Other horrifying information from the NYT article is the hosting of disease parties by anti-vax parents, where their unvaccinated children are exposed to viruses like varicella or measles (presumably from an already sick child in attendance) in an effort to develop natural immunity. I have no idea why this activity doesn’t constitute child endangerment. To justify the parties, Linda Palmer gives the following eye-rolling quote to the NYT, which was no doubt delivered with all the insensible calm that befits it: “It is a very common thing in the natural-health oriented world.” (So is mumps orchitis, but try explaining that to your boy.) Palmer, however, decided against sending her son to a measles party, with the excuse that she feared her son would be ostracized if he became ill, not that she feared her son would become ill.
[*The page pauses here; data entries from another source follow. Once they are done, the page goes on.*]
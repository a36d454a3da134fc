use rand::rngs::StdRng;
use rand::SeedableRng;

use crate::config::SlideshowConfig;
use crate::depth::{layout_images, DepthLayout};
use crate::drag::DragTracker;
use crate::gallery::{Direction, Gallery, Relocation};
use crate::momentum::Momentum;
use crate::projection::{image_style, VisualFlag};
use crate::surface::SlideshowSurface;

pub struct SlideshowController<S> {
    surface: S,
    gallery: Gallery,
    drag: DragTracker,
    momentum: Option<Momentum>,
    frame_pending: bool,
    perspective: f64,
    config: SlideshowConfig,
    rng: StdRng,
}

impl<S: SlideshowSurface> SlideshowController<S> {
    pub fn new(surface: S, config: SlideshowConfig, seed: u64) -> Self {
        let widths: Vec<f64> = (0..surface.image_count())
            .map(|index| surface.image_width(index))
            .collect();
        Self::with_gallery(surface, Gallery::new(widths), config, seed)
    }

    pub fn with_gallery(surface: S, gallery: Gallery, config: SlideshowConfig, seed: u64) -> Self {
        Self {
            surface,
            gallery,
            drag: DragTracker::new(),
            momentum: None,
            frame_pending: false,
            perspective: 0.0,
            config,
            rng: StdRng::seed_from_u64(seed),
        }
    }

    pub fn surface(&self) -> &S {
        &self.surface
    }

    pub fn surface_mut(&mut self) -> &mut S {
        &mut self.surface
    }

    pub fn gallery(&self) -> &Gallery {
        &self.gallery
    }

    pub fn config(&self) -> &SlideshowConfig {
        &self.config
    }

    pub fn direction(&self) -> Direction {
        self.gallery.direction()
    }

    pub fn perspective(&self) -> f64 {
        self.perspective
    }

    pub fn is_dragging(&self) -> bool {
        self.drag.is_active()
    }

    pub fn momentum(&self) -> Option<&Momentum> {
        self.momentum.as_ref()
    }

    pub fn frame_pending(&self) -> bool {
        self.frame_pending
    }

    pub fn attach(&mut self) -> DepthLayout {
        self.surface.set_flag(VisualFlag::Visible, true);
        self.layout()
    }

    pub fn detach(&mut self) {
        self.drag.release();
        self.momentum = None;
        self.frame_pending = false;
        self.surface.set_flag(VisualFlag::Dragging, false);
        self.surface.set_flag(VisualFlag::Visible, false);
    }

    pub fn layout(&mut self) -> DepthLayout {
        self.measure();
        let layout = layout_images(
            self.gallery.images_mut(),
            self.surface.container_width(),
            &self.config.depth,
            &mut self.rng,
        );
        self.perspective = layout.perspective;
        self.surface.set_perspective(layout.perspective);
        self.project();
        self.surface.set_scroll_offset(self.config.initial_scroll_offset);
        layout
    }

    // Notifications coalesce until `run_frame`.
    pub fn request_frame(&mut self) -> bool {
        if self.gallery.is_empty() || self.frame_pending {
            return false;
        }
        self.frame_pending = true;
        true
    }

    pub fn run_frame(&mut self) -> Option<Relocation> {
        self.frame_pending = false;
        if self.gallery.is_empty() {
            return None;
        }
        self.measure();
        let metrics = self.surface.scroll_metrics();
        let relocation = self.gallery.relocate(metrics)?;
        self.surface.set_scroll_offset(relocation.offset);
        self.project();
        Some(relocation)
    }

    pub fn drag_start(&mut self, x: f64) -> bool {
        if self.gallery.is_empty() {
            return false;
        }
        self.momentum = None;
        self.drag.start(x);
        self.surface.set_flag(VisualFlag::Dragging, true);
        true
    }

    pub fn drag_move(&mut self, x: f64) -> Option<f64> {
        let delta = self.drag.update(x)?;
        self.gallery.track_delta(delta);
        if delta != 0.0 {
            let offset = self.surface.scroll_metrics().offset + delta;
            self.surface.set_scroll_offset(offset);
        }
        Some(delta)
    }

    pub fn drag_end(&mut self) -> bool {
        if self.gallery.is_empty() {
            return false;
        }
        let released = self.drag.release();
        self.surface.set_flag(VisualFlag::Dragging, false);
        let Some(delta) = released else {
            return false;
        };
        self.momentum =
            Momentum::from_release(delta, self.gallery.direction(), &self.config.momentum);
        self.momentum.is_some()
    }

    pub fn momentum_tick(&mut self) -> bool {
        let Some(momentum) = self.momentum.as_mut() else {
            return false;
        };
        let step = momentum.step();
        let offset = self.surface.scroll_metrics().offset + step.delta;
        self.surface.set_scroll_offset(offset);
        if step.done {
            self.momentum = None;
        }
        !step.done
    }

    pub fn cancel_momentum(&mut self) -> bool {
        self.momentum.take().is_some()
    }

    fn measure(&mut self) {
        for index in 0..self.gallery.len() {
            let width = self.surface.image_width(index);
            self.gallery.set_width(index, width);
        }
    }

    fn project(&mut self) {
        for (index, image) in self.gallery.images().iter().enumerate() {
            self.surface.apply_image_style(index, &image_style(image));
        }
    }
}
Even more disturbing is the tolerance of an anti-vaccination attitude by some physicians. The NYT interviewed San Clemente pediatrician Robert W. Sears, who admitted that vaccination should not be mandated. He acknowledged that approximately 20% of his patients are not vaccinated and that another 20% are only partially vaccinated. With statistics like those, it behooves Sears to post infectious-disease warnings in his waiting room.

One issue not addressed in the NYT article is that of liability, should a vaccinated child or a child too young to receive vaccination acquire a preventable infection from a child who has not been vaccinated on the basis of a personal-belief exemption.
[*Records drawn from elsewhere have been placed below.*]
/*!
Impulse-based rigid body physics for real-time games.

The crate simulates body motion under forces, detects collisions through a
uniform-grid broad phase and shape-pair narrow phase, resolves contacts with
sequential impulses, manages sleep state, and answers ray and overlap
queries. The code is split for clarity:

- types:      shared data types (shapes, handles, rays, math aliases)
- settings:   simulation tolerances and default parameters
- body:       rigid body state, materials, mass/inertia bookkeeping
- spatial:    uniform-grid broad-phase accelerator
- narrow:     shape-pair narrow-phase tests producing contact manifolds
- solver:     impulse-based contact resolution
- raycast:    ray-shape intersection tests
- world:      `PhysicsWorld` orchestration, events, and queries
- forcefield: explosion and wind force sources
- constraint: distance constraints between body pairs

Construct one [`PhysicsWorld`] and pass it explicitly to whatever needs
physics queries; there is no global instance. Call [`PhysicsWorld::step`]
exactly once per frame.

# Example

```
use odyssey_physics::{BodyKind, PhysicsWorld, Shape, Vec3};

let mut world = PhysicsWorld::new();

let ball = world.create_body(BodyKind::Dynamic);
{
    let body = world.body_mut(ball).unwrap();
    body.position = Vec3::new(0.0, 5.0, 0.0);
    body.shape = Shape::Sphere { radius: 0.5 };
    body.set_mass(1.0);
}

world.step(1.0 / 60.0);
assert!(world.body(ball).unwrap().position.y < 5.0);
```
*/

pub mod body;
pub mod constraint;
pub mod forcefield;
pub mod narrow;
pub mod raycast;
pub mod settings;
pub mod solver;
pub mod spatial;
pub mod types;
pub mod world;

// Re-export the types most callers need.
pub use body::{Body, Material};
pub use constraint::ConstraintSolver;
pub use forcefield::ForceField;
pub use narrow::Contact;
pub use raycast::RayHit;
pub use spatial::SpatialGrid;
pub use types::{
    BodyHandle, BodyKind, LAYER_ALL, LayerMask, Mat3, Ray, RaycastResult, Shape, Vec3,
};
pub use world::{CollisionCallback, CollisionEvent, PhysicsWorld};
/*!
Simulation tolerances and default parameters.

These constants centralize the tuning knobs used by integration, contact
resolution, and sleep management. Keeping them together makes tuning easier
and helps ensure deterministic behavior across platforms.

Notes
- Distances are in meters, time in seconds.
- Favor practical world-space tolerances over machine epsilon for robust
  behavior.
*/

use crate::types::Vec3;

/// Default gravity vector in meters per second squared.
#[inline]
pub fn default_gravity() -> Vec3 {
    Vec3::new(0.0, -9.81, 0.0)
}

/// Default air density in kg/m^3 used by the quadratic drag force.
pub const DEFAULT_AIR_DENSITY: f32 = 1.2;

/// Default global time scale. 1.0 is real time.
pub const DEFAULT_TIME_SCALE: f32 = 1.0;

/// Default solver iteration count. The current solver runs a single pass per
/// contact per sub-step; the count is stored for future tuning.
pub const DEFAULT_ITERATIONS: u32 = 10;

/// Number of equal sub-steps each `step` is split into for stability.
pub const SUBSTEPS: u32 = 3;

/// Cell size of the uniform broad-phase grid (meters).
pub const DEFAULT_CELL_SIZE: f32 = 2.0;

/// Linear and angular speed (m/s, rad/s) below which a body accumulates
/// sleep time.
pub const SLEEP_THRESHOLD: f32 = 0.1;

/// Time a body must stay below [`SLEEP_THRESHOLD`] before it is put to
/// sleep (seconds).
pub const SLEEP_DURATION: f32 = 2.0;

/// Penetration depth tolerated before positional correction kicks in
/// (meters). Too small causes jitter on resting contacts.
pub const PENETRATION_SLOP: f32 = 0.01;

/// Fraction of the remaining penetration corrected per resolution pass.
pub const CORRECTION_PERCENT: f32 = 0.2;

/// Minimum speed (m/s) at which quadratic drag is applied. Below this the
/// drag force is negligible and skipped.
pub const DRAG_MIN_SPEED: f32 = 0.1;

/// Minimum tangential speed (m/s) worth applying friction to. Below this
/// the tangent direction is numerically unreliable.
pub const FRICTION_MIN_SPEED: f32 = 1.0e-3;

/// Practical small distance for comparisons (meters).
pub const DIST_EPS: f32 = 1.0e-6;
*If only I could mandate that Linda Palmer, Julie Chiariello, Sybil Carlson, and like-minded parents watch this video on a loop until they come to their senses.

bmartin (1127 Posts)

A native East Tennessean, Barbara Martin is a formerly practicing, board-certified neurologist who received her BS (psychology, summa cum laude) and MD from Duke University before completing her postgraduate training (internship, residency, fellowship) at the Hospital of the University of Pennsylvania in Philadelphia. She has worked in academia, private practice, medical publishing, drug market research, and continuing medical education (CME). For the last 3 years, she has worked in a freelance capacity as a medical writer, analyst, and consultant. Follow Dr. Barbara Martin on and Twitter.


  1. I see Dr. Martin’s stupidity-induced emesis and raise her several irrationality-related chunks. The problem is not with California per se, but with the rapidly diminishing role of critical thought and respect for empirical validation in the entire United States.
    In a society which holds that all “belief” must be respected, it becomes harder and harder to convince people that ideas–even nutty ones–should be evaluated by scientific study and peer review. I’m sure these people would say that “science is just a theory, etc.” or some other ill-informed, relativistic cliche.
    This story should remind us to respect science and rational thought more than belief. Science is directly responsible for the health of our children and for our survival. All ideas and “theories” are not created equal. The scientific process is what stands between us and the dark ages.

  2. Thanks, Chicago Rationalist. California was a “hook” for the blog post, but perhaps not a very accurate or successful one. As you indicate, the general nuttiness for which Californians have become known is now endemic throughout the country. Sadly there are even now Midwesterners who have abandoned rational thought.